EXERCISE AIM —
Every line holding the string "impl" should be copied from the listing.

PROVIDED DATA —

================================

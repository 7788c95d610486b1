use std::cell::RefCell;
use std::collections::BTreeMap;
use std::rc::Rc;

use crate::StringId;

/// A tagged VM value.
#[derive(Debug, Clone)]
pub enum Value {
    Nil,
    Int(i64),
    Float(f64),
    Str(StringId),
    Table(TableRef),
    Closure(Closure),
}

#[derive(Debug, Clone, Copy, PartialEq, Eq)]
pub enum Closure {
    /// Script function starting at a code address.
    Script { addr: u32 },
    /// Host-side function registered with [`crate::Vm::register_native`].
    Native { id: u32 },
}

impl Value {
    pub fn type_name(&self) -> &'static str {
        match self {
            Value::Nil => "nil",
            Value::Int(_) => "int",
            Value::Float(_) => "float",
            Value::Str(_) => "string",
            Value::Table(_) => "table",
            Value::Closure(_) => "closure",
        }
    }

    /// `nil` and integer zero are false, everything else is true.
    pub fn is_truthy(&self) -> bool {
        !matches!(self, Value::Nil | Value::Int(0))
    }

    pub fn is_nil(&self) -> bool {
        matches!(self, Value::Nil)
    }

    pub fn as_table(&self) -> Option<&TableRef> {
        match self {
            Value::Table(table) => Some(table),
            _ => None,
        }
    }

    /// Script-level equality: numbers compare by value across int/float,
    /// tables by identity.
    pub fn loosely_equals(&self, other: &Value) -> bool {
        match (self, other) {
            (Value::Int(a), Value::Float(b)) | (Value::Float(b), Value::Int(a)) => {
                *a as f64 == *b
            }
            _ => self == other,
        }
    }
}

impl PartialEq for Value {
    fn eq(&self, other: &Self) -> bool {
        match (self, other) {
            (Value::Nil, Value::Nil) => true,
            (Value::Int(a), Value::Int(b)) => a == b,
            (Value::Float(a), Value::Float(b)) => a == b,
            (Value::Str(a), Value::Str(b)) => a == b,
            (Value::Table(a), Value::Table(b)) => a.ptr_eq(b),
            (Value::Closure(a), Value::Closure(b)) => a == b,
            _ => false,
        }
    }
}

impl From<i64> for Value {
    fn from(value: i64) -> Self {
        Value::Int(value)
    }
}

impl From<f64> for Value {
    fn from(value: f64) -> Self {
        Value::Float(value)
    }
}

impl From<Closure> for Value {
    fn from(value: Closure) -> Self {
        Value::Closure(value)
    }
}

#[derive(Debug, Clone, Copy, PartialEq, Eq, PartialOrd, Ord, Hash)]
pub enum TableKey {
    Int(i64),
    Str(StringId),
}

impl TableKey {
    pub fn from_value(value: &Value) -> Option<Self> {
        match value {
            Value::Int(i) => Some(TableKey::Int(*i)),
            Value::Str(s) => Some(TableKey::Str(*s)),
            _ => None,
        }
    }

    pub fn to_value(self) -> Value {
        match self {
            TableKey::Int(i) => Value::Int(i),
            TableKey::Str(s) => Value::Str(s),
        }
    }
}

/// Ordered key/value storage behind a [`TableRef`].
#[derive(Debug, Default)]
pub struct Table {
    entries: BTreeMap<TableKey, Value>,
}

impl Table {
    pub fn get(&self, key: TableKey) -> Value {
        self.entries.get(&key).cloned().unwrap_or(Value::Nil)
    }

    /// Storing `nil` removes the key.
    pub fn put(&mut self, key: TableKey, value: Value) {
        if value.is_nil() {
            self.entries.remove(&key);
        } else {
            self.entries.insert(key, value);
        }
    }

    pub fn len(&self) -> usize {
        self.entries.len()
    }

    pub fn is_empty(&self) -> bool {
        self.entries.is_empty()
    }

    pub fn iter(&self) -> impl Iterator<Item = (TableKey, &Value)> {
        self.entries.iter().map(|(k, v)| (*k, v))
    }
}

/// Shared, mutable handle to a table. Clones alias the same table.
#[derive(Debug, Clone, Default)]
pub struct TableRef(Rc<RefCell<Table>>);

impl TableRef {
    pub fn new() -> Self {
        Self::default()
    }

    pub fn ptr_eq(&self, other: &TableRef) -> bool {
        Rc::ptr_eq(&self.0, &other.0)
    }

    /// Address of the shared table, stable while any clone is alive.
    pub(crate) fn addr(&self) -> usize {
        Rc::as_ptr(&self.0) as usize
    }

    pub fn get(&self, key: TableKey) -> Value {
        self.0.borrow().get(key)
    }

    pub fn put(&self, key: TableKey, value: Value) {
        self.0.borrow_mut().put(key, value);
    }

    pub fn len(&self) -> usize {
        self.0.borrow().len()
    }

    pub fn is_empty(&self) -> bool {
        self.0.borrow().is_empty()
    }

    /// Copy of the entries in key order.
    pub fn entries(&self) -> Vec<(TableKey, Value)> {
        self.0.borrow().iter().map(|(k, v)| (k, v.clone())).collect()
    }
}

#[cfg(test)]
mod tests {
    use super::*;

    #[test]
    fn truthiness() {
        assert!(!Value::Nil.is_truthy());
        assert!(!Value::Int(0).is_truthy());
        assert!(Value::Int(-1).is_truthy());
        assert!(Value::Float(0.0).is_truthy());
        assert!(Value::Table(TableRef::new()).is_truthy());
    }

    #[test]
    fn tables_compare_by_identity() {
        let a = TableRef::new();
        let b = TableRef::new();
        assert_eq!(Value::Table(a.clone()), Value::Table(a));
        assert_ne!(Value::Table(b), Value::Table(TableRef::new()));
    }

    #[test]
    fn loose_equality_crosses_number_kinds() {
        assert!(Value::Int(2).loosely_equals(&Value::Float(2.0)));
        assert!(!Value::Int(2).loosely_equals(&Value::Float(2.5)));
        assert_ne!(Value::Int(2), Value::Float(2.0));
    }

    #[test]
    fn putting_nil_removes_entry() {
        let table = TableRef::new();
        table.put(TableKey::Int(1), Value::Int(10));
        table.put(TableKey::Int(2), Value::Int(20));
        assert_eq!(table.len(), 2);
        table.put(TableKey::Int(1), Value::Nil);
        assert_eq!(table.len(), 1);
        assert_eq!(table.get(TableKey::Int(1)), Value::Nil);
    }

    #[test]
    fn entries_are_key_ordered() {
        let table = TableRef::new();
        for k in [3, 1, 2] {
            table.put(TableKey::Int(k), Value::Int(k * 10));
        }
        let keys: Vec<_> = table.entries().into_iter().map(|(k, _)| k).collect();
        assert_eq!(
            keys,
            vec![TableKey::Int(1), TableKey::Int(2), TableKey::Int(3)]
        );
    }
}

================================

ANSWER BOX —
impl Value {
impl PartialEq for Value {
impl From<i64> for Value {
impl From<f64> for Value {
impl From<Closure> for Value {
impl TableKey {
impl Table {
    pub fn iter(&self) -> impl Iterator<Item = (TableKey, &Value)> {
impl TableRef {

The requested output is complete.